2

Blow is an implementation of Sieve of Eratosthenes in C

#include "kernel/stat.h"
#include "kernel/types.h"
#include "user/user.h"

void cull(int p) {
  int n;

  while (read(0, &n, sizeof(n))) {
    // n is not prime
    if (n % p != 0) {
      write(1, &n, sizeof(n));
    }
  }
}

void redirect(int k, int pd[]) {
  close(k);
  dup(pd[k]);
  close(pd[0]);
  close(pd[1]);
}

void right() {
  int pd[2], p;

  // read p
  if (read(0, &p, sizeof(p))) {
    printf("prime %d\n", p);

    pipe(pd);

    if (fork()) {
      // parent
      redirect(0, pd);
      right();
    } else {
      redirect(1, pd);
      cull(p);
    }
  }
}

int main(int argc, char *argv[]) {
  int pd[2];
  pipe(pd);

  if (fork()) {
    redirect(0, pd);
    right();
  } else {
    redirect(1, pd);
    for (int i = 2; i < 36; i++) {
      write(1, &i, sizeof(i));
    }
  }

  exit(0);


I am not quite following the logic here:

1). Why does redirect need to close pd1?

2). cull() is reading from the file descriptor 0, but in right() the child process will close 0. Why doesn't this cause any problem?

3). why it is necessary to use redirect here when we only want read from 0 and write to 1?

Update:

1). I found this implementation in the following blog post:

https://abcdlsj.github.io/post/mit-6.828-lab1xv6-and-unix-utilities/

2). I think the idea is borrowed from the inventor of this algorithm

3). I think the reason that the header is so is because it is implemented in a toy operating system for educational purpose.

4
  • 2
    Where did you get this implementation? Understanding the context of where this implementation appears will help with better answers
    – bolov
    Commented Nov 14, 2020 at 23:03
  • This is a really strange implementation. It doesn't really seem to be a Sieve of Eratosthenes, it's more of a trial division implementation. It's also written in a weird parallelized way. This might be a fast implementation, except that it's only checking 36 numbers, so the overhead of creating so many processes will make it slow.
    – Nick ODell
    Commented Nov 14, 2020 at 23:20
  • That us a weird set of non-standard headers to be using. Commented Nov 14, 2020 at 23:47
  • Hi guys, I have updated the question. May I know the reason for the downvote so that I can improve the question to meet the community standard?
    – z.z
    Commented Nov 15, 2020 at 0:20

1 Answer 1

6

The code is an adaptation of the paper Coroutine prime number sieve by M. Douglas McIlroy to the Xv6 operating system, a re-implementation of Version 6 Unix used for teaching. The technique is from 1968 as an experiment in co-routines via pipes. The paper explains the algorithm and rationale.
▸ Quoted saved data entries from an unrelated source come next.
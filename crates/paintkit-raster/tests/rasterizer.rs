//! Painting entry points against recording and pixel surfaces.

use paintkit_core::{Algorithm, Color, PixelPoint, Point};
use paintkit_raster::{
    draw_cubic_bezier, draw_rectangle, draw_triangle, erase_area, PaintOp, Pen, PixmapSurface,
    RasterOptions, RecordingSurface, Surface,
};

fn pen() -> Pen {
    Pen::new(Color::rgb(255, 191, 0), 2.0)
}

#[test]
fn test_raster_rectangle_bounds_exact_box() {
    let mut surface = RecordingSurface::new(100, 100);
    draw_rectangle(
        &mut surface,
        Point::new(10.0, 10.0),
        Point::new(50.0, 80.0),
        &pen(),
        Algorithm::Raster,
        &RasterOptions::default(),
    );

    let centers = RecordingSurface::disc_centers(surface.ops());
    assert!(!centers.is_empty());
    for p in &centers {
        assert!((10..=50).contains(&p.x) && (10..=80).contains(&p.y), "{:?}", p);
        assert!(
            p.x == 10 || p.x == 50 || p.y == 10 || p.y == 80,
            "{:?} is not on the outline",
            p
        );
    }
    for corner in [(10, 10), (50, 10), (50, 80), (10, 80)] {
        assert!(centers.contains(&PixelPoint::from(corner)));
    }
    // Every outline pixel is covered.
    for x in 10..=50 {
        assert!(centers.contains(&PixelPoint::new(x, 10)));
        assert!(centers.contains(&PixelPoint::new(x, 80)));
    }
    for y in 10..=80 {
        assert!(centers.contains(&PixelPoint::new(10, y)));
        assert!(centers.contains(&PixelPoint::new(50, y)));
    }
}

#[test]
fn test_primitive_rectangle_is_closed_four_point_path() {
    let mut surface = RecordingSurface::new(100, 100);
    draw_rectangle(
        &mut surface,
        Point::new(50.0, 80.0),
        Point::new(10.0, 10.0),
        &pen(),
        Algorithm::Primitive,
        &RasterOptions::default(),
    );

    match surface.ops() {
        [PaintOp::Polyline { points, closed, .. }] => {
            assert!(*closed);
            assert_eq!(
                points,
                &vec![
                    Point::new(10.0, 10.0),
                    Point::new(50.0, 10.0),
                    Point::new(50.0, 80.0),
                    Point::new(10.0, 80.0),
                ]
            );
        }
        other => panic!("unexpected ops {:?}", other),
    }
}

#[test]
fn test_triangle_closes_back_to_first_point() {
    let mut surface = RecordingSurface::new(100, 100);
    let points = [
        Point::new(0.0, 0.0),
        Point::new(20.0, 0.0),
        Point::new(0.0, 20.0),
    ];
    draw_triangle(
        &mut surface,
        &points,
        &pen(),
        Algorithm::Raster,
        &RasterOptions::default(),
    );
    let centers = RecordingSurface::disc_centers(surface.ops());
    // Closing edge (0,20) -> (0,0) runs down the y axis.
    assert!(centers.contains(&PixelPoint::new(0, 10)));
}

#[test]
fn test_closed_and_open_bezier_differ_only_by_closing_edge() {
    let control = [
        Point::new(0.0, 0.0),
        Point::new(10.0, 40.0),
        Point::new(40.0, 40.0),
        Point::new(50.0, 0.0),
    ];
    let mut open = RecordingSurface::new(100, 100);
    let mut closed = RecordingSurface::new(100, 100);
    let options = RasterOptions::default();
    draw_cubic_bezier(&mut open, control, false, &pen(), Algorithm::Primitive, &options);
    draw_cubic_bezier(&mut closed, control, true, &pen(), Algorithm::Primitive, &options);

    assert!(matches!(&open.ops()[0], PaintOp::Polyline { closed: false, points, .. } if points.len() == 101));
    assert!(matches!(&closed.ops()[0], PaintOp::Polyline { closed: true, points, .. } if points.len() == 101));
}

#[test]
fn test_pixmap_erase_area_restores_background() {
    let background = Color::rgb(26, 26, 36);
    let wide = Pen::new(Color::WHITE, 6.0);
    let mut surface = PixmapSurface::new(60, 60).unwrap();
    surface.clear(background);
    draw_rectangle(
        &mut surface,
        Point::new(10.0, 10.0),
        Point::new(40.0, 40.0),
        &wide,
        Algorithm::Raster,
        &RasterOptions::default(),
    );
    assert_eq!(surface.pixel(25, 10), Some(Color::WHITE));
    assert_eq!(surface.pixel(25, 25), Some(background));

    erase_area(&mut surface, Point::new(0.0, 0.0), Point::new(60.0, 60.0), background);
    assert_eq!(surface.pixel(25, 10), Some(background));
    assert_eq!(surface.pixel(40, 25), Some(background));
}
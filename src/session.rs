//! A drawing session: the interaction controller plus server sync.
//!
//! Input is applied to the scene synchronously. Edits the server should
//! mirror are posted from spawned tasks, and their outcomes come back over a
//! channel drained by [`PaintSession::poll_responses`]. A returned raster
//! replaces the whole surface; a failure leaves a [`Notice`] and repaints
//! the scene locally. Outcomes are applied in arrival order and never touch
//! the shape list, so a late response may overwrite newer local strokes
//! until the next redraw.

use std::fmt;
use std::path::Path;
use std::sync::Arc;

use paintkit_communication::{
    erase_stroke_requests, request_for_event, DataUrl, DrawAction, DrawRequest, DrawResponse,
    DrawingBackend, FilterRequest, HistogramData, HttpDrawingBackend, ProcessedImage,
};
use paintkit_core::{Error, ImageError, RemoteError, Result};
use paintkit_designer::{
    CanvasState, InputEvent, InteractionController, SceneEvent, SceneFile,
};
use paintkit_raster::Surface;
use paintkit_settings::{CanvasSettings, EraseMode, PaintConfig};
use tokio::runtime::Handle;
use tokio::sync::mpsc;
use tracing::{debug, info, warn};

/// Something the user should be told about.
#[derive(Debug, Clone, PartialEq)]
pub enum Notice {
    /// The server could not mirror an edit; the local drawing is shown.
    RemoteFailed {
        action: DrawAction,
        error: RemoteError,
    },
    /// The server returned a raster that could not be decoded.
    BadImage {
        action: DrawAction,
        error: ImageError,
    },
}

impl fmt::Display for Notice {
    fn fmt(&self, f: &mut fmt::Formatter<'_>) -> fmt::Result {
        match self {
            Notice::RemoteFailed { action, error } => {
                write!(f, "Server {:?} failed: {}", action, error)
            }
            Notice::BadImage { action, error } => {
                write!(f, "Server {:?} returned an unusable image: {}", action, error)
            }
        }
    }
}

struct RemoteOutcome {
    action: DrawAction,
    result: std::result::Result<Option<DataUrl>, RemoteError>,
}

pub struct PaintSession<S: Surface> {
    controller: InteractionController<S>,
    canvas: CanvasSettings,
    backend: Option<Arc<dyn DrawingBackend>>,
    erase_mode: EraseMode,
    tx: mpsc::UnboundedSender<RemoteOutcome>,
    rx: mpsc::UnboundedReceiver<RemoteOutcome>,
    in_flight: usize,
    notices: Vec<Notice>,
}

impl<S: Surface> PaintSession<S> {
    /// A local-only session.
    pub fn new(surface: S, config: &PaintConfig) -> Self {
        let (tx, rx) = mpsc::unbounded_channel();
        Self {
            controller: InteractionController::new(surface, config),
            canvas: config.canvas.clone(),
            backend: None,
            erase_mode: config.remote.erase_mode,
            tx,
            rx,
            in_flight: 0,
            notices: Vec::new(),
        }
    }

    /// A session mirroring edits to `backend`.
    pub fn with_backend(surface: S, config: &PaintConfig, backend: Arc<dyn DrawingBackend>) -> Self {
        let mut session = Self::new(surface, config);
        session.backend = Some(backend);
        session
    }

    /// A session using the HTTP backend when remote sync is enabled.
    pub fn from_config(surface: S, config: &PaintConfig) -> Result<Self> {
        if !config.remote.enabled {
            return Ok(Self::new(surface, config));
        }
        let backend = HttpDrawingBackend::new(&config.remote)?;
        info!("Mirroring edits to {}", backend.base_url());
        Ok(Self::with_backend(surface, config, Arc::new(backend)))
    }

    pub fn controller(&self) -> &InteractionController<S> {
        &self.controller
    }

    pub fn controller_mut(&mut self) -> &mut InteractionController<S> {
        &mut self.controller
    }

    pub fn surface(&self) -> &S {
        self.controller.surface()
    }

    pub fn into_surface(self) -> S {
        self.controller.into_surface()
    }

    pub fn is_remote(&self) -> bool {
        self.backend.is_some()
    }

    /// Requests posted whose outcome has not been applied yet.
    pub fn in_flight(&self) -> usize {
        self.in_flight
    }

    pub fn notices(&self) -> &[Notice] {
        &self.notices
    }

    pub fn take_notices(&mut self) -> Vec<Notice> {
        std::mem::take(&mut self.notices)
    }

    /// Applies one input event, then posts the edits it produced.
    pub fn handle(&mut self, event: &InputEvent) {
        self.controller.handle(event);
        self.dispatch_events();
    }

    fn dispatch_events(&mut self) {
        let events = self.controller.take_events();
        if self.backend.is_none() {
            return;
        }

        for event in &events {
            let requests = match (event, self.erase_mode) {
                (SceneEvent::EraseStroke { .. }, EraseMode::Local) => continue,
                // The server must see the erase before any later draw answers
                // with its raster, so the stroke goes out once released.
                (SceneEvent::EraseStrokeFinished { points, size }, EraseMode::Local) => {
                    erase_stroke_requests(points, *size)
                }
                _ => request_for_event(event).into_iter().collect(),
            };
            if !requests.is_empty() {
                self.post(requests);
            }
        }
    }

    /// Sends `requests` in order from one task on the current Tokio runtime.
    ///
    /// The batch stops at its first failure; otherwise the last raster the
    /// server returned is applied.
    fn post(&mut self, requests: Vec<DrawRequest>) {
        let Some(backend) = self.backend.clone() else {
            return;
        };
        let Some(action) = requests.first().map(|r| r.action) else {
            return;
        };
        let Ok(runtime) = Handle::try_current() else {
            warn!("No async runtime, {:?} not sent to server", action);
            self.fail(
                action,
                RemoteError::RequestFailed {
                    endpoint: paintkit_communication::DRAW_ENDPOINT.to_string(),
                    reason: "no async runtime".to_string(),
                },
            );
            return;
        };

        debug!("Posting {:?} x{}", action, requests.len());
        let tx = self.tx.clone();
        self.in_flight += 1;
        runtime.spawn(async move {
            let mut result = Ok(None);
            for request in &requests {
                match backend.draw(request).await.and_then(DrawResponse::into_image) {
                    Ok(Some(image)) => result = Ok(Some(image)),
                    Ok(None) => {}
                    Err(error) => {
                        result = Err(error);
                        break;
                    }
                }
            }
            // The receiver only goes away with the session.
            let _ = tx.send(RemoteOutcome { action, result });
        });
    }

    /// Applies every outcome that has arrived. Returns how many were applied.
    pub fn poll_responses(&mut self) -> usize {
        let mut applied = 0;
        while let Ok(outcome) = self.rx.try_recv() {
            self.apply(outcome);
            applied += 1;
        }
        applied
    }

    /// Waits for every posted request and applies the outcomes.
    pub async fn wait_for_responses(&mut self) {
        while self.in_flight > 0 {
            match self.rx.recv().await {
                Some(outcome) => self.apply(outcome),
                None => break,
            }
        }
    }

    fn apply(&mut self, outcome: RemoteOutcome) {
        self.in_flight = self.in_flight.saturating_sub(1);
        let action = outcome.action;
        match outcome.result {
            Ok(Some(url)) => match url.to_image() {
                Ok(image) => {
                    debug!("Applying {}x{} server raster", image.width(), image.height());
                    self.controller.surface_mut().draw_image(&image);
                }
                Err(error) => {
                    warn!("Unusable server raster for {:?}: {}", action, error);
                    self.notices.push(Notice::BadImage { action, error });
                    self.controller.redraw();
                }
            },
            Ok(None) => {}
            Err(error) => self.fail(action, error),
        }
    }

    fn fail(&mut self, action: DrawAction, error: RemoteError) {
        warn!("Server {:?} failed: {}", action, error);
        self.notices.push(Notice::RemoteFailed { action, error });
        self.controller.redraw();
    }

    fn backend(&self) -> Result<&Arc<dyn DrawingBackend>> {
        self.backend.as_ref().ok_or(Error::Remote(RemoteError::Disabled))
    }

    pub async fn process_image(&self, request: &FilterRequest) -> Result<ProcessedImage> {
        Ok(self.backend()?.process_image(request).await?)
    }

    pub async fn generate_histogram(&self, image: &DataUrl) -> Result<HistogramData> {
        Ok(self.backend()?.generate_histogram(image).await?)
    }

    /// Writes the finished shapes to a scene file.
    pub fn save_scene(&self, path: impl AsRef<Path>, name: &str) -> anyhow::Result<()> {
        SceneFile::from_scene(name, CanvasState::from(&self.canvas), self.controller.scene())
            .save_to_file(path)
    }

    /// Replaces the scene with the shapes stored in a scene file.
    pub fn load_scene(&mut self, path: impl AsRef<Path>) -> anyhow::Result<()> {
        let file = SceneFile::load_from_file(path)?;
        self.controller.replace_scene(file.to_scene());
        Ok(())
    }
}

/// Reads an image file for the filter server.
///
/// Files that are not a decodable image are rejected before anything is
/// sent.
pub fn load_image_for_processing(path: impl AsRef<Path>) -> Result<DataUrl> {
    let path = path.as_ref();
    let not_an_image = || {
        Error::from(ImageError::NotAnImage {
            path: path.display().to_string(),
        })
    };

    let bytes = std::fs::read(path)?;
    let format = image::guess_format(&bytes).map_err(|_| not_an_image())?;
    image::load_from_memory_with_format(&bytes, format).map_err(|_| not_an_image())?;

    Ok(DataUrl::new(format.to_mime_type(), bytes))
}
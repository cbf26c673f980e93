//! Circle pixel walks.
//!
//! Both walks produce the same eight-way symmetric outline family but use
//! different decision variables, so their pixel sets differ for most radii.

use paintkit_core::{round_half_up, PixelPoint, Point};
use tracing::warn;

use super::MAX_WALK;

fn push_octants(points: &mut Vec<PixelPoint>, cx: i32, cy: i32, x: i32, y: i32) {
    points.extend_from_slice(&[
        PixelPoint::new(cx + x, cy + y),
        PixelPoint::new(cx - x, cy + y),
        PixelPoint::new(cx + x, cy - y),
        PixelPoint::new(cx - x, cy - y),
        PixelPoint::new(cx + y, cy + x),
        PixelPoint::new(cx - y, cy + x),
        PixelPoint::new(cx + y, cy - x),
        PixelPoint::new(cx - y, cy - x),
    ]);
}

/// Rounds centre and radius, rejecting input no walk can handle.
fn prepare(center: Point, radius: f64) -> Option<(PixelPoint, i32)> {
    if !center.is_finite() || !radius.is_finite() {
        warn!("Skipping circle with non-finite geometry {:?} r={}", center, radius);
        return None;
    }
    let c = center.rounded();
    let r = round_half_up(radius.abs());
    if r > MAX_WALK as i32 {
        warn!("Circle radius {} too large, stamping centre only", r);
        return Some((c, 0));
    }
    if !offsets_fit(c, r, r) {
        warn!("Circle at {:?} r={} leaves pixel range, stamping centre only", c, r);
        return Some((c, 0));
    }
    Some((c, r))
}

/// Whether every point within `rx`/`ry` of `c` is addressable.
pub(super) fn offsets_fit(c: PixelPoint, rx: i32, ry: i32) -> bool {
    c.x.checked_add(rx).is_some()
        && c.x.checked_sub(rx).is_some()
        && c.y.checked_add(ry).is_some()
        && c.y.checked_sub(ry).is_some()
}

/// Bresenham circle with decision variable `d = 3 - 2r`.
///
/// Points are emitted in walk order, eight per step, duplicates included.
pub fn bresenham_circle_points(center: Point, radius: f64) -> Vec<PixelPoint> {
    let Some((c, r)) = prepare(center, radius) else {
        return Vec::new();
    };
    if r == 0 {
        return vec![c];
    }

    let mut points = Vec::new();
    let (mut x, mut y) = (0i32, r);
    let mut d = 3 - 2 * r;
    push_octants(&mut points, c.x, c.y, x, y);

    while y >= x {
        x += 1;
        if d > 0 {
            y -= 1;
            d += 4 * (x - y) + 10;
        } else {
            d += 4 * x + 6;
        }
        push_octants(&mut points, c.x, c.y, x, y);
    }
    points
}

/// Midpoint circle with decision variable `d = 1 - r`, looping while `x < y`.
pub fn midpoint_circle_points(center: Point, radius: f64) -> Vec<PixelPoint> {
    let Some((c, r)) = prepare(center, radius) else {
        return Vec::new();
    };
    if r == 0 {
        return vec![c];
    }

    let mut points = Vec::new();
    let (mut x, mut y) = (0i32, r);
    let mut d = 1 - r;
    push_octants(&mut points, c.x, c.y, x, y);

    while x < y {
        if d < 0 {
            d += 2 * x + 3;
        } else {
            d += 2 * (x - y) + 5;
            y -= 1;
        }
        x += 1;
        push_octants(&mut points, c.x, c.y, x, y);
    }
    points
}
The program implements the sieve of Eratosthenes as a kind of production line, in which each worker culls multiples of one prime from a passing stream of integers, and new workers are recruited as primes are discovered.

When Unix came to be, my fascination with coroutines led me to badger its author, KenThompson, to allow writes in one process to go not only to devices but also to matching reads in another process.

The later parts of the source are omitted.